Section 7.11. Limitation on Optional Payments and Modifications of Debt Instruments. (a) Make any
optional payment or prepayment on or redemption of any Indebtedness other than (i) the Loans, (ii) Indebtedness incurred pursuant to Section 7.2(c), (iii) Financing Leases that are refinanced with Indebtedness incurred pursuant
to Section 7.2(c) and (iv) any Account Receivable Indebtedness permitted pursuant to Section 7.2(q), or (b) amend, modify or change, or consent or agree to any amendment, modification or change to any of the terms relating to the
payment or prepayment or principal of or interest on any such Indebtedness (other than any such amendment, modification or change which would extend the maturity or reduce the amount of any payment of principal thereof or which would reduce
the rate or extend the date for payment of interest thereon). 
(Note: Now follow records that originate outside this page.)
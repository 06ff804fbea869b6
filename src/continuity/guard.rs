//! Scoped pin state changes.
//!
//! Every temporary drive or direction change the tester makes goes through
//! one of these guards, so the pin is put back the moment the guard leaves
//! scope, including on `?` early returns.  A failed restore is logged; the
//! next scan re-applies the nominal roles anyway.

use log::warn;

use crate::app::ports::{Direction, Level, PinController, PinId, Pull};
use crate::error::HardwareError;

/// Nominal configuration of a pin.
#[derive(Debug, Clone, Copy, PartialEq, Eq)]
pub enum Role {
    Output(Level),
    Input(Pull),
}

impl Role {
    pub fn apply<P: PinController + ?Sized>(
        self,
        pins: &mut P,
        pin: PinId,
    ) -> Result<(), HardwareError> {
        match self {
            Self::Output(level) => {
                pins.configure(pin, Direction::Out, Pull::None)?;
                pins.write(pin, level)
            }
            Self::Input(pull) => pins.configure(pin, Direction::In, pull),
        }
    }
}

// ── RoleSwap ───────────────────────────────────────────────────

/// Puts a pin into a temporary role; restores the nominal role on drop.
pub struct RoleSwap<'a, P: PinController> {
    pins: &'a mut P,
    pin: PinId,
    restore: Role,
}

impl<'a, P: PinController> RoleSwap<'a, P> {
    pub fn engage(
        pins: &'a mut P,
        pin: PinId,
        temporary: Role,
        restore: Role,
    ) -> Result<Self, HardwareError> {
        if let Err(e) = temporary.apply(pins, pin) {
            if let Err(undo) = restore.apply(pins, pin) {
                warn!("GPIO{pin}: restore after failed reconfigure: {undo}");
            }
            return Err(e);
        }
        Ok(Self { pins, pin, restore })
    }

    pub fn pins(&mut self) -> &mut P {
        &mut *self.pins
    }
}

impl<P: PinController> Drop for RoleSwap<'_, P> {
    fn drop(&mut self) {
        if let Err(e) = self.restore.apply(&mut *self.pins, self.pin) {
            warn!("GPIO{}: restore to {:?} failed: {e}", self.pin, self.restore);
        }
    }
}

// ── DriveHigh ──────────────────────────────────────────────────

/// Holds an output HIGH while alive; drives it LOW on drop.
pub struct DriveHigh<'a, P: PinController> {
    pins: &'a mut P,
    pin: PinId,
    armed: bool,
}

impl<'a, P: PinController> DriveHigh<'a, P> {
    pub fn engage(pins: &'a mut P, pin: PinId) -> Result<Self, HardwareError> {
        if let Err(e) = pins.write(pin, Level::High) {
            // Level is unknown after a failed write.
            let _ = pins.write(pin, Level::Low);
            return Err(e);
        }
        Ok(Self {
            pins,
            pin,
            armed: true,
        })
    }

    pub fn pins(&mut self) -> &mut P {
        &mut *self.pins
    }

    /// Drive LOW now and report the outcome instead of logging it.
    pub fn release(mut self) -> Result<(), HardwareError> {
        self.armed = false;
        self.pins.write(self.pin, Level::Low)
    }
}

impl<P: PinController> Drop for DriveHigh<'_, P> {
    fn drop(&mut self) {
        if self.armed {
            if let Err(e) = self.pins.write(self.pin, Level::Low) {
                warn!("GPIO{}: failed to return LOW: {e}", self.pin);
            }
        }
    }
}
 Section 7.12. Limitation on Transactions with
Affiliates. Enter into any transaction, including, without limitation, any purchase, sale, lease or exchange of property or the rendering of any service, with any Affiliate (other than the Parent, the Borrower or any Subsidiary) unless such
transaction is (a) otherwise permitted under this Agreement, (b) in the ordinary course of the Parent’s, the Borrower’s or such Subsidiary’s business and (c) upon fair and reasonable terms no less favorable to the
Parent, the Borrower or such Subsidiary, as the case may be, than it would obtain in a comparable arm’s length transaction with a Person which is not an Affiliate.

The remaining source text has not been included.